▸ Materials provided
::::::

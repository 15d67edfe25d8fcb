//! Pipeline management
//!
//! A pipeline is bound to exactly one render stage and owns its shader
//! stages and layout. The pipeline layout always carries the full
//! descriptor-set-layout array up to the device's max bound sets, with
//! unused slots filled by the shared empty layout, so every render system
//! can bind its groups at their fixed set indices.

use ash::{vk, Device};

use crate::render::vulkan::context::{VulkanError, VulkanResult};
use crate::render::vulkan::shader::ShaderModule;

/// Creation parameters for a graphics [`Pipeline`]
pub struct PipelineDesc<'a> {
    /// Vertex stage SPIR-V
    pub vertex_spirv: &'a [u8],
    /// Fragment stage SPIR-V
    pub fragment_spirv: &'a [u8],
    /// Vertex buffer binding descriptions
    pub vertex_bindings: Vec<vk::VertexInputBindingDescription>,
    /// Vertex attribute descriptions
    pub vertex_attributes: Vec<vk::VertexInputAttributeDescription>,
    /// Descriptor set layouts at their fixed set indices
    pub set_layouts: Vec<(u32, vk::DescriptorSetLayout)>,
    /// Push constant ranges merged into the layout
    pub push_constant_ranges: Vec<vk::PushConstantRange>,
    /// Number of color attachments in the target render stage
    pub color_attachment_count: usize,
    /// Whether the target render stage has a depth attachment
    pub depth_attachment: bool,
    /// The render pass this pipeline executes in
    pub render_pass: vk::RenderPass,
}

/// Creation parameters for a compute [`Pipeline`]
pub struct ComputePipelineDesc<'a> {
    /// Compute stage SPIR-V
    pub compute_spirv: &'a [u8],
    /// Descriptor set layouts at their fixed set indices
    pub set_layouts: Vec<(u32, vk::DescriptorSetLayout)>,
    /// Push constant ranges merged into the layout
    pub push_constant_ranges: Vec<vk::PushConstantRange>,
}

/// Compiled pipeline with its layout
pub struct Pipeline {
    device: Device,
    pipeline: vk::Pipeline,
    layout: vk::PipelineLayout,
    bind_point: vk::PipelineBindPoint,
}

impl Pipeline {
    /// Create a graphics pipeline with the engine's fixed rasterization
    /// state: back-face culling, counter-clockwise front face, fill mode, no
    /// depth clamp, alpha blending per color attachment, depth test+write
    /// with `LESS`, and dynamic viewport/scissor/line-width.
    pub fn new_graphics(
        device: Device,
        empty_layout: vk::DescriptorSetLayout,
        max_bound_sets: u32,
        desc: &PipelineDesc<'_>,
    ) -> VulkanResult<Self> {
        let vertex_shader = ShaderModule::from_spirv(device.clone(), desc.vertex_spirv)?;
        let fragment_shader = ShaderModule::from_spirv(device.clone(), desc.fragment_spirv)?;

        let shader_stages = [
            vertex_shader.stage_info(vk::ShaderStageFlags::VERTEX),
            fragment_shader.stage_info(vk::ShaderStageFlags::FRAGMENT),
        ];

        let vertex_input = vk::PipelineVertexInputStateCreateInfo::builder()
            .vertex_binding_descriptions(&desc.vertex_bindings)
            .vertex_attribute_descriptions(&desc.vertex_attributes);

        let input_assembly = vk::PipelineInputAssemblyStateCreateInfo::builder()
            .topology(vk::PrimitiveTopology::TRIANGLE_LIST)
            .primitive_restart_enable(false);

        // Viewport and scissor are dynamic; only the counts are baked in
        let viewport_state = vk::PipelineViewportStateCreateInfo::builder()
            .viewport_count(1)
            .scissor_count(1);

        let rasterizer = vk::PipelineRasterizationStateCreateInfo::builder()
            .depth_clamp_enable(false)
            .rasterizer_discard_enable(false)
            .polygon_mode(vk::PolygonMode::FILL)
            .cull_mode(vk::CullModeFlags::BACK)
            .front_face(vk::FrontFace::COUNTER_CLOCKWISE)
            .depth_bias_enable(false);

        let multisampling = vk::PipelineMultisampleStateCreateInfo::builder()
            .sample_shading_enable(false)
            .rasterization_samples(vk::SampleCountFlags::TYPE_1);

        let depth_stencil = vk::PipelineDepthStencilStateCreateInfo::builder()
            .depth_test_enable(desc.depth_attachment)
            .depth_write_enable(desc.depth_attachment)
            .depth_compare_op(vk::CompareOp::LESS)
            .depth_bounds_test_enable(false)
            .stencil_test_enable(false);

        let blend_attachment = vk::PipelineColorBlendAttachmentState::builder()
            .color_write_mask(vk::ColorComponentFlags::RGBA)
            .blend_enable(true)
            .src_color_blend_factor(vk::BlendFactor::SRC_ALPHA)
            .dst_color_blend_factor(vk::BlendFactor::ONE_MINUS_SRC_ALPHA)
            .color_blend_op(vk::BlendOp::ADD)
            .src_alpha_blend_factor(vk::BlendFactor::ONE)
            .dst_alpha_blend_factor(vk::BlendFactor::ZERO)
            .alpha_blend_op(vk::BlendOp::ADD)
            .build();
        let blend_attachments = vec![blend_attachment; desc.color_attachment_count];
        let color_blending = vk::PipelineColorBlendStateCreateInfo::builder()
            .logic_op_enable(false)
            .attachments(&blend_attachments);

        let dynamic_states = [
            vk::DynamicState::VIEWPORT,
            vk::DynamicState::SCISSOR,
            vk::DynamicState::LINE_WIDTH,
        ];
        let dynamic_state = vk::PipelineDynamicStateCreateInfo::builder().dynamic_states(&dynamic_states);

        let layout = Self::create_layout(
            &device,
            empty_layout,
            max_bound_sets,
            &desc.set_layouts,
            &desc.push_constant_ranges,
        )?;

        let pipeline_info = vk::GraphicsPipelineCreateInfo::builder()
            .stages(&shader_stages)
            .vertex_input_state(&vertex_input)
            .input_assembly_state(&input_assembly)
            .viewport_state(&viewport_state)
            .rasterization_state(&rasterizer)
            .multisample_state(&multisampling)
            .depth_stencil_state(&depth_stencil)
            .color_blend_state(&color_blending)
            .dynamic_state(&dynamic_state)
            .layout(layout)
            .render_pass(desc.render_pass)
            .subpass(0);

        let pipelines = unsafe {
            device.create_graphics_pipelines(vk::PipelineCache::null(), &[pipeline_info.build()], None)
        };
        let pipeline = match pipelines {
            Ok(pipelines) => pipelines[0],
            Err((_, e)) => {
                unsafe { device.destroy_pipeline_layout(layout, None) };
                return Err(VulkanError::Api(e));
            }
        };

        Ok(Self {
            device,
            pipeline,
            layout,
            bind_point: vk::PipelineBindPoint::GRAPHICS,
        })
    }

    /// Create a compute pipeline from a single compute stage
    pub fn new_compute(
        device: Device,
        empty_layout: vk::DescriptorSetLayout,
        max_bound_sets: u32,
        desc: &ComputePipelineDesc<'_>,
    ) -> VulkanResult<Self> {
        let compute_shader = ShaderModule::from_spirv(device.clone(), desc.compute_spirv)?;

        let layout = Self::create_layout(
            &device,
            empty_layout,
            max_bound_sets,
            &desc.set_layouts,
            &desc.push_constant_ranges,
        )?;

        let pipeline_info = vk::ComputePipelineCreateInfo::builder()
            .stage(compute_shader.stage_info(vk::ShaderStageFlags::COMPUTE))
            .layout(layout);

        let pipelines = unsafe {
            device.create_compute_pipelines(vk::PipelineCache::null(), &[pipeline_info.build()], None)
        };
        let pipeline = match pipelines {
            Ok(pipelines) => pipelines[0],
            Err((_, e)) => {
                unsafe { device.destroy_pipeline_layout(layout, None) };
                return Err(VulkanError::Api(e));
            }
        };

        Ok(Self {
            device,
            pipeline,
            layout,
            bind_point: vk::PipelineBindPoint::COMPUTE,
        })
    }

    fn create_layout(
        device: &Device,
        empty_layout: vk::DescriptorSetLayout,
        max_bound_sets: u32,
        set_layouts: &[(u32, vk::DescriptorSetLayout)],
        push_constant_ranges: &[vk::PushConstantRange],
    ) -> VulkanResult<vk::PipelineLayout> {
        let layouts = assemble_set_layouts(empty_layout, max_bound_sets, set_layouts);

        let layout_info = vk::PipelineLayoutCreateInfo::builder()
            .set_layouts(&layouts)
            .push_constant_ranges(push_constant_ranges);

        unsafe {
            device
                .create_pipeline_layout(&layout_info, None)
                .map_err(VulkanError::Api)
        }
    }

    /// Get the pipeline handle
    pub fn handle(&self) -> vk::Pipeline {
        self.pipeline
    }

    /// Get the pipeline layout handle
    pub fn layout(&self) -> vk::PipelineLayout {
        self.layout
    }

    /// Get the bind point (graphics or compute)
    pub fn bind_point(&self) -> vk::PipelineBindPoint {
        self.bind_point
    }
}

impl Drop for Pipeline {
    fn drop(&mut self) {
        unsafe {
            self.device.destroy_pipeline(self.pipeline, None);
            self.device.destroy_pipeline_layout(self.layout, None);
        }
    }
}

/// Fill the full set-layout array, placing each used layout at its fixed
/// index and the empty layout everywhere else
fn assemble_set_layouts(
    empty_layout: vk::DescriptorSetLayout,
    max_bound_sets: u32,
    set_layouts: &[(u32, vk::DescriptorSetLayout)],
) -> Vec<vk::DescriptorSetLayout> {
    let mut layouts = vec![empty_layout; max_bound_sets as usize];
    for &(index, layout) in set_layouts {
        layouts[index as usize] = layout;
    }
    layouts
}

#[cfg(test)]
mod tests {
    use super::*;
    use ash::vk::Handle;

    #[test]
    fn unused_slots_are_filled_with_the_empty_layout() {
        let empty = vk::DescriptorSetLayout::from_raw(1);
        let used = vk::DescriptorSetLayout::from_raw(2);

        let layouts = assemble_set_layouts(empty, 4, &[(2, used)]);
        assert_eq!(layouts.len(), 4);
        assert_eq!(layouts[0], empty);
        assert_eq!(layouts[1], empty);
        assert_eq!(layouts[2], used);
        assert_eq!(layouts[3], empty);
    }

    #[test]
    fn set_indices_are_honored_out_of_order() {
        let empty = vk::DescriptorSetLayout::from_raw(1);
        let a = vk::DescriptorSetLayout::from_raw(10);
        let b = vk::DescriptorSetLayout::from_raw(11);

        let layouts = assemble_set_layouts(empty, 3, &[(2, b), (0, a)]);
        assert_eq!(layouts, vec![a, empty, b]);
    }
}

::::::

▸ Required work
Show the lines of the data that hold the word "PipelineBindPoint".

▸ Response to the exercise
    bind_point: vk::PipelineBindPoint,
            bind_point: vk::PipelineBindPoint::GRAPHICS,
            bind_point: vk::PipelineBindPoint::COMPUTE,
    pub fn bind_point(&self) -> vk::PipelineBindPoint {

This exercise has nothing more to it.